Simple dynamic light scattering (DLS)-based methodologies were developed to determine primary particle size distribution of iron oxide particles in simulated gastrointestinal fluid. Iron oxide particles, which easily agglomerate in aqueous media, were converted into dispersed particles by modification of surface charge using citric acid and sodium citrate. After the modification, zeta-potential value decreased to −40mV at pH 7. Mean particle diameters in suspensions of iron oxide nano- and microparticles stabilized by the mixture of citric acid and sodium citrate were dramatically decreased to 166 and 358nm, respectively, which were close to the particle size distributions observed in the micrographs. In simulated gastrointestinal fluid, both iron oxide nano- and microparticles were heavily agglomerated with particle diameters of almost 2600 and 5200nm, respectively, due to charge shielding on the citrate-modified surface by ions in the media.
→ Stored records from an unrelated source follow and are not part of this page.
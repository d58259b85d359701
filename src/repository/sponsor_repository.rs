use super::database::{SharedConnection, lock};
use alloy_primitives::Address;
use anyhow::Result;
use chrono::Utc;
use rusqlite::{OptionalExtension, params};

/// Signing keys of paymasters, keyed by paymaster address.
#[derive(Clone)]
pub struct SponsorRepository {
    conn: SharedConnection,
}

impl SponsorRepository {
    const UPSERT_SPONSOR: &'static str =
        "INSERT OR REPLACE INTO sponsors (paymaster, private_key, created_at) VALUES (?1, ?2, ?3)";

    const GET_SPONSOR: &'static str = "SELECT private_key FROM sponsors WHERE paymaster = ?1";

    pub fn new(conn: SharedConnection) -> Self {
        Self { conn }
    }

    pub fn add_sponsor(&self, paymaster: &Address, private_key: &str) -> Result<()> {
        let conn = lock(&self.conn)?;
        conn.execute(
            Self::UPSERT_SPONSOR,
            params![format!("{paymaster:?}"), private_key, Utc::now().timestamp()],
        )?;
        Ok(())
    }

    pub fn get_sponsor(&self, paymaster: &Address) -> Result<Option<String>> {
        let conn = lock(&self.conn)?;
        let key: Option<String> = conn
            .query_row(
                Self::GET_SPONSOR,
                params![format!("{paymaster:?}")],
                |row| row.get(0),
            )
            .optional()?;
        Ok(key)
    }
}
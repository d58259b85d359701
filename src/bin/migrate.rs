use anyhow::Result;
use token_indexer::config::Config;
use token_indexer::repository::Database;

fn main() -> Result<()> {
    tracing_subscriber::fmt().init();

    let config = Config::from_env()?;

    println!("Running migrations on database: {}", config.database_url);

    let db = Database::new(&config.database_url)?;
    for (contract, standard) in &config.contracts {
        let repo = db.transfers(contract)?;
        println!("Transfer table {} ready for {:?} ({})", repo.table(), contract, standard);
    }

    println!("Migrations completed successfully!");

    Ok(())
}
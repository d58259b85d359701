pub mod calldata;
pub mod dispatcher;

use alloy::rpc::types::UserOperation;
use alloy::sol;
use alloy::sol_types::SolValue;
use alloy_primitives::{Address, B256, Bytes, U256, keccak256};

pub use calldata::{CallTransfer, parse_transfer};
pub use dispatcher::{SponsorStore, UserOpDispatcher};

sol! {
    interface IEntryPoint {
        struct UserOperation {
            address sender;
            uint256 nonce;
            bytes initCode;
            bytes callData;
            uint256 callGasLimit;
            uint256 verificationGasLimit;
            uint256 preVerificationGas;
            uint256 maxFeePerGas;
            uint256 maxPriorityFeePerGas;
            bytes paymasterAndData;
            bytes signature;
        }

        function handleOps(UserOperation[] ops, address beneficiary);
    }
}

/// A user operation waiting to be bundled into an entry point transaction.
#[derive(Debug, Clone)]
pub struct UserOpMessage {
    pub paymaster: Address,
    pub entry_point: Address,
    /// Call data the account executes, checked for token transfers.
    pub call_data: Bytes,
    pub user_op: UserOperation,
    pub chain_id: u64,
    pub extra_data: Option<serde_json::Value>,
}

impl UserOpMessage {
    pub fn new(
        paymaster: Address,
        entry_point: Address,
        chain_id: u64,
        user_op: UserOperation,
    ) -> Self {
        Self {
            paymaster,
            entry_point,
            call_data: user_op.call_data.clone(),
            user_op,
            chain_id,
            extra_data: None,
        }
    }

    pub fn with_extra_data(mut self, data: serde_json::Value) -> Self {
        self.extra_data = Some(data);
        self
    }

    /// The bundler-visible hash of this operation.
    pub fn hash(&self) -> B256 {
        user_op_hash(&self.user_op, self.entry_point, self.chain_id)
    }
}

impl From<&UserOperation> for IEntryPoint::UserOperation {
    fn from(op: &UserOperation) -> Self {
        IEntryPoint::UserOperation {
            sender: op.sender,
            nonce: op.nonce,
            initCode: op.init_code.clone(),
            callData: op.call_data.clone(),
            callGasLimit: op.call_gas_limit,
            verificationGasLimit: op.verification_gas_limit,
            preVerificationGas: op.pre_verification_gas,
            maxFeePerGas: op.max_fee_per_gas,
            maxPriorityFeePerGas: op.max_priority_fee_per_gas,
            paymasterAndData: op.paymaster_and_data.clone(),
            signature: op.signature.clone(),
        }
    }
}

/// EntryPoint v0.6 `getUserOpHash`.
pub fn user_op_hash(op: &UserOperation, entry_point: Address, chain_id: u64) -> B256 {
    // the signature is not part of the hash
    let inner = (
        op.sender,
        op.nonce,
        keccak256(&op.init_code),
        keccak256(&op.call_data),
        op.call_gas_limit,
        op.verification_gas_limit,
        op.pre_verification_gas,
        op.max_fee_per_gas,
        op.max_priority_fee_per_gas,
        keccak256(&op.paymaster_and_data),
    );
    let inner_hash = keccak256(inner.abi_encode());

    keccak256((inner_hash, entry_point, U256::from(chain_id)).abi_encode())
}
For determining primary particle size distribution by using DLS-based approach, the iron oxide particles incubated in the simulated gastrointestinal fluid were converted to monodisperse particles by altering the pH to 7 and electrolyte elimination. The simple DLS-based methodologies are well suited to determine primary particle size distribution of mineral nanoparticles at various physical, chemical, and biological conditions.